En consonancia, las guías europeas y británicas (CPOC/BGS) establecen que la atención perioperatoria del paciente frágil debe constituir una ruta asistencial integrada que coordine la atención primaria, los servicios quirúrgicos, la anestesiología y la rehabilitación comunitaria, garantizando la optimización fisiológica antes de la agresión quirúrgica.

Cómo cambia la práctica

La adopción de este cuerpo de evidencia requiere reconfigurar los flujos de trabajo en el departamento de anestesiología y en los centros quirúrgicos:

  • Cribado universal de fragilidad: Incorporar de forma sistemática instrumentos validados como la Escala de Fragilidad Clínica (CFS) en la primera consulta preanestésica a todo paciente de 65 años o más. Aquellos clasificados con CFS ≥ 4 deben ser derivados a circuitos de Valoración Geriátrica Integral o clínicas perioperatorias especializadas.
  • Descentralización de la prehabilitación: Implementar programas de prehabilitación domiciliaria estructurados (combinando entrenamiento aeróbico/fuerza, suplementación hiperproteica y apoyo cognitivo durante 2 a 4 semanas previas a la cirugía).

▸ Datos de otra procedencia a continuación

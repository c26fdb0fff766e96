pub mod handlers;
pub mod models;
pub mod router;
pub mod services;

pub use models::*;
pub use router::{admin_routes, booking_routes};
pub use services::{BookingService, BookingState, BookingStore, InMemoryBookingStore, SlotAvailabilityService};
pub mod handlers;
pub mod models;
pub mod router;
pub mod services;

pub use models::*;
pub use router::catalog_routes;
pub use services::PricingService;
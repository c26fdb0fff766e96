pub mod client;
pub mod models;

pub use client::MedivaApiClient;
pub use models::*;
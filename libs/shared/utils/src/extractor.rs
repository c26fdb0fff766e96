use std::sync::Arc;

use axum::{
    extract::State,
    http::{header::AUTHORIZATION, Request},
    middleware::Next,
    response::Response,
    body::Body,
};
use tracing::warn;

use shared_models::auth::User;
use shared_models::error::AppError;
use shared_config::AppConfig;

use crate::jwt::validate_token;

pub async fn auth_middleware(
    State(config): State<Arc<AppConfig>>,
    mut request: Request<Body>,
    next: Next,
) -> Result<Response, AppError> {
    let auth_value = request
        .headers()
        .get(AUTHORIZATION)
        .ok_or_else(|| AppError::Auth("Missing authorization header".to_string()))?
        .to_str()
        .map_err(|_| AppError::Auth("Invalid authorization header format".to_string()))?;

    let token = auth_value
        .strip_prefix("Bearer ")
        .ok_or_else(|| AppError::Auth("Invalid authorization header format".to_string()))?;

    let user = validate_token(token, &config.supabase_jwt_secret)
        .map_err(|e| AppError::Auth(e.to_string()))?;

    request.extensions_mut().insert(user);

    Ok(next.run(request).await)
}

/// Must run after `auth_middleware`.
pub async fn require_admin(
    request: Request<Body>,
    next: Next,
) -> Result<Response, AppError> {
    let user = extract_user(&request)?;

    if !user.is_admin() {
        warn!("User {} attempted admin access with role {:?}", user.id, user.role);
        return Err(AppError::Forbidden("Admin access required".to_string()));
    }

    Ok(next.run(request).await)
}

pub fn extract_user<B>(request: &Request<B>) -> Result<User, AppError> {
    request
        .extensions()
        .get::<User>()
        .cloned()
        .ok_or_else(|| AppError::Auth("User not found in request extensions".to_string()))
}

El uso de herramientas telemáticas o aplicaciones móviles permite monitorear el cumplimiento sin saturar la infraestructura hospitalaria.
  • Manejo intraoperatorio y posoperatorio a medida: Diseñar planes de cuidados orientados a mitigar la disfunción orgánica en el paciente frágil, empleando monitorización hemodinámica guiada por objetivos, titulación anestésica bajo monitorización electroencefalográfica para prevenir el delirium y esquemas de analgesia multimodal libres o ahorradores de opioides.
  • Planificación precoz del alta: Iniciar la coordinación del egreso hospitalario desde el periodo preoperatorio, involucrando a la familia y a los equipos de atención primaria para asegurar la continuidad de la rehabilitación funcional posalta.

Limitaciones y vacíos

Pese a la solidez de los hallazgos descritos, existen limitaciones metodológicas y conceptuales que deben tomarse en cuenta:

  • Certeza de la evidencia: En el metaanálisis de prehabilitación domiciliaria, los autores señalaron que la certeza global de la evidencia para la reducción de complicaciones y estancia hospitalaria fue baja, debido principalmente al riesgo de sesgo en estudios no cegados y a la imprecisión de algunos intervalos de confianza.
  • Heterogeneidad de los protocolos: Los estudios analizados muestran una variabilidad considerable en la duración de la prehabilitación (desde 1 hasta 6 semanas), la intensidad de los ejercicios y la combinación de componentes (unimodal frente a multimodal), lo que dificulta determinar la 'dosis' óptima de intervención.
  • Vacíos de implementación económica: Persiste una falta de evaluaciones económicas rigurosas a largo plazo que cuantifiquen el retorno de la inversión de las unidades perioperatorias en sistemas de salud con recursos limitados.
  • Investigación futura: Se requieren ensayos clínicos pragmáticos multicéntricos que evalúen el impacto de estas rutas perioperatorias integradas en desenlaces centrados en el paciente a 1 año, tales como la calidad de vida relacionada con la salud y la tasa de institucionalización.